5. Trotsky’s articles and speeches fill two volumes, see Leon Trotsky, The First Five Years of the Communist International, Vols 1 and 2, New York ,1972.
6. Trotsky’s silence in 1925-6 was one of a number of hesitations and tactical compromises he made in order to avoid an irrevocable split. In my view these were mistakes and derived ultimately from Trotsky failure , because his of lack of a theory of state capitalism, to see that the Stalinist bureaucracy could become a new ruling class. These matters are discussed in some detail in John Molyneux, Leon Trotsky’s Theory of Revolution and Tony Cliff, Trotsky (Vol.3):Resisting the Stalinist Degeneration. What Swain does is exploit these hesitations to misrepresent Trotsky’s fundamental views.
7. There is a basic Marxist principle at stake here. Until very recently the overwhelming majority of the world’s exploited and oppressed were peasants not workers. If it were not for this political weakness, produced by their objective economic and social circumstances, they and not the proletariat would be the main revolutionary class, as was argued by the Narodniks in Russia and by various third wordlists in the sixties.
8. What these events do show is Trotsky at odds with Lenin, and Swain follows the Stalinist practice of highlighting every disagreement with Lenin no matter how minor or superceded by history.
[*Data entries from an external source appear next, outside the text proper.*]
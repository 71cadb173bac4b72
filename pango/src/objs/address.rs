//! Address objects.

use panos_xml::XmlNode;
use serde::{Deserialize, Serialize};

use crate::codec::{era, Normalizer, Object, Specifier, Wire};
use crate::error::PangoError;
use crate::version::{Version, V9_0};
use crate::wire::{entry_node, expect_tag, members, text, Emit};
use crate::xpath::{entry_xpath, ObjectScope};

const KIND: &str = "address object";

/// What an address object resolves to.
#[derive(Debug, Clone, PartialEq, Eq, Serialize, Deserialize)]
#[serde(rename_all = "kebab-case")]
pub enum AddressValue {
    IpNetmask(String),
    IpRange(String),
    Fqdn(String),
    /// PAN-OS 9.0 and later.
    IpWildcard(String),
}

impl AddressValue {
    /// The PAN-OS element name of this variant.
    pub fn kind(&self) -> &'static str {
        match self {
            Self::IpNetmask(_) => "ip-netmask",
            Self::IpRange(_) => "ip-range",
            Self::Fqdn(_) => "fqdn",
            Self::IpWildcard(_) => "ip-wildcard",
        }
    }

    pub fn value(&self) -> &str {
        match self {
            Self::IpNetmask(v) | Self::IpRange(v) | Self::Fqdn(v) | Self::IpWildcard(v) => v,
        }
    }

    /// Build from an element name and value.
    pub fn from_kind(kind: &str, value: impl Into<String>) -> Result<Self, PangoError> {
        let value = value.into();
        Ok(match kind {
            "ip-netmask" => Self::IpNetmask(value),
            "ip-range" => Self::IpRange(value),
            "fqdn" => Self::Fqdn(value),
            "ip-wildcard" => Self::IpWildcard(value),
            other => {
                return Err(PangoError::validation(format!(
                    "unknown address type {other:?}"
                )))
            }
        })
    }
}

impl Default for AddressValue {
    fn default() -> Self {
        Self::IpNetmask(String::new())
    }
}

/// A normalized address object.
#[derive(Debug, Clone, Default, PartialEq, Eq, Serialize, Deserialize)]
#[serde(default)]
pub struct Address {
    pub name: String,
    pub value: AddressValue,
    pub description: String,
    pub tags: Vec<String>,
}

impl Object for Address {
    const KIND: &'static str = KIND;
    type Location = ObjectScope;

    fn name(&self) -> &str {
        &self.name
    }

    fn name_mut(&mut self) -> &mut String {
        &mut self.name
    }

    fn xpath(loc: &ObjectScope, names: &[String]) -> Result<Vec<String>, PangoError> {
        let mut path = loc.prefix();
        path.push("address".to_string());
        path.push(entry_xpath(names));
        Ok(path)
    }

    fn versioning(version: &Version) -> (Normalizer<Self>, Specifier<Self>) {
        if version.gte(&V9_0) {
            era::<EntryV2>()
        } else {
            era::<EntryV1>()
        }
    }
}

/// Elements shared by every era.
#[derive(Debug, Default)]
struct Fields {
    name: String,
    value: AddressValue,
    description: String,
    tags: Vec<String>,
}

impl Fields {
    fn from_entry(e: &Address) -> Self {
        Self {
            name: e.name.clone(),
            value: e.value.clone(),
            description: e.description.clone(),
            tags: e.tags.clone(),
        }
    }

    fn into_entry(self) -> Address {
        Address {
            name: self.name,
            value: self.value,
            description: self.description,
            tags: self.tags,
        }
    }

    fn decode(node: &XmlNode, kinds: &[&str]) -> Result<Self, PangoError> {
        expect_tag(node, "entry", KIND)?;
        let value = node
            .children
            .iter()
            .find(|c| kinds.contains(&c.tag.as_str()))
            .map(|c| AddressValue::from_kind(&c.tag, c.text.clone().unwrap_or_default()))
            .transpose()?
            .unwrap_or_default();
        Ok(Self {
            name: node.attribute("name").unwrap_or_default().to_string(),
            value,
            description: text(node, &["description"]),
            tags: members(node, &["tag"]),
        })
    }

    fn encode(&self) -> XmlNode {
        let mut node = entry_node(&self.name);
        node.text_el(self.value.kind(), self.value.value());
        node.text_el("description", &self.description);
        node.members_el("tag", &self.tags);
        node
    }
}

/// PAN-OS before 9.0: no wildcard masks.
struct EntryV1(Fields);

impl Wire for EntryV1 {
    type Entry = Address;

    fn specify(e: &Address) -> Result<Self, PangoError> {
        if let AddressValue::IpWildcard(_) = e.value {
            return Err(PangoError::validation(format!(
                "address {:?}: ip-wildcard requires PAN-OS 9.0 or later",
                e.name
            )));
        }
        Ok(Self(Fields::from_entry(e)))
    }

    fn normalize(self) -> Address {
        self.0.into_entry()
    }

    fn decode(node: &XmlNode) -> Result<Self, PangoError> {
        Fields::decode(node, &["ip-netmask", "ip-range", "fqdn"]).map(Self)
    }

    fn encode(&self) -> XmlNode {
        self.0.encode()
    }
}

/// PAN-OS 9.0 and later.
struct EntryV2(Fields);

impl Wire for EntryV2 {
    type Entry = Address;

    fn specify(e: &Address) -> Result<Self, PangoError> {
        Ok(Self(Fields::from_entry(e)))
    }

    fn normalize(self) -> Address {
        self.0.into_entry()
    }

    fn decode(node: &XmlNode) -> Result<Self, PangoError> {
        Fields::decode(node, &["ip-netmask", "ip-range", "fqdn", "ip-wildcard"]).map(Self)
    }

    fn encode(&self) -> XmlNode {
        self.0.encode()
    }
}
9. Swain claims that ‘The decision to concentrate on the years in power enabled me to do justice for the first time to Trotsky and Russia’s Civil War.’(p.2) Our ideas of justice obviously differ, but, once again, this is not even factually true. Tony Cliff, unmentioned by Swain, dealt with the Civil War and Trotsky’s role in it, at greater length and in greater detail ( and with much greater political understanding) in Trotsky (Vol.2): the Sword of the Revolution.